Our Stories
Sharing thoughts on living with Parkinson's through the eyes of patients and caregivers

Parkinson's, Depression and Robin Williams Subscribe Email Print

In the past two weeks, we have seen an outpouring of support for the ALS Association through the Ice Bucket Challenge – even our Executive Director, Stacey Mann, participated in the Ice Bucket Challenge in support of a former board member’s father who passed away from ALS in 2011. We have also lost a genius mind to depression and, as recent news has revealed, Parkinson’s. Robin Williams made many smile, laugh and think, throughout his career. We remember him from the early days with his laugh out loud role in Mork and Mindy to more serious acting in Awakenings and countless other films that defined his career.

If we have learned anything in the last two weeks, it is that everyone loves to see their friends and family pour ice water over their heads and raise awareness and funds for a great cause. It has also become obvious that more attention needs to be paid to Parkinson’s and Depression.

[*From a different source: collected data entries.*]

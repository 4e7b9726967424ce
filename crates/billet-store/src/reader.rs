//! The reading flow: identifier + password → parsed letter
//!
//! Validation happens before any storage or crypto work. Key derivation runs
//! on tokio's blocking pool so the runtime stays responsive.

use billet_core::{BilletError, BilletResult, LetterId, Passphrase};
use billet_letter::ParsedLetter;

use crate::store::LetterStore;

/// Validate raw reader input, then open the letter.
pub async fn read_letter(
    store: &LetterStore,
    letter: &str,
    password: &str,
) -> BilletResult<ParsedLetter> {
    let letter = LetterId::new(letter)?;
    let passphrase = Passphrase::new(password)?;
    open_letter(store, &letter, &passphrase).await
}

/// Fetch, decrypt, and parse one letter.
pub async fn open_letter(
    store: &LetterStore,
    letter: &LetterId,
    passphrase: &Passphrase,
) -> BilletResult<ParsedLetter> {
    let payload = store.fetch(letter).await?;

    let passphrase = passphrase.clone();
    let parsed = tokio::task::spawn_blocking(move || {
        billet_crypto::unseal(&payload, &passphrase).map(|plaintext| billet_letter::parse(&plaintext))
    })
    .await
    .map_err(|e| BilletError::Other(anyhow::anyhow!("decrypt task failed: {e}")))?;

    match &parsed {
        Ok(_) => tracing::info!(letter = %letter, "letter opened"),
        Err(e) => tracing::info!(letter = %letter, error = %e, "letter could not be opened"),
    }
    parsed
}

Depression, in itself, needs to be taken very seriously. Discussion of mental illness is frowned upon in this country – it’s a fix what’s wrong with you, through therapy and pills, and move on-- attitude. However, those with mental illness know that it’s not that easy and the rest of us need to pay attention to their plight. What else can we learn from the tragic, early death of Robin Williams? Parkinson’s and Depression often go hand in hand and in fact, it can often be an overlooked symptom of Parkinson’s disease. If depression existed before the diagnosis of Parkinson’s disease, daily activities can be more difficult and motor symptoms of Parkinson’s may need medication sooner than if depression had not already existed. Recent research has said that up to 50 percent of people with Parkinson's disease may also suffer from depression. However, this number may be low, as the true number of people with depression and Parkinson's disease is difficult to determine, given that there are no standardized tests designed to evaluate depression symptoms in the context of Parkinson's disease. 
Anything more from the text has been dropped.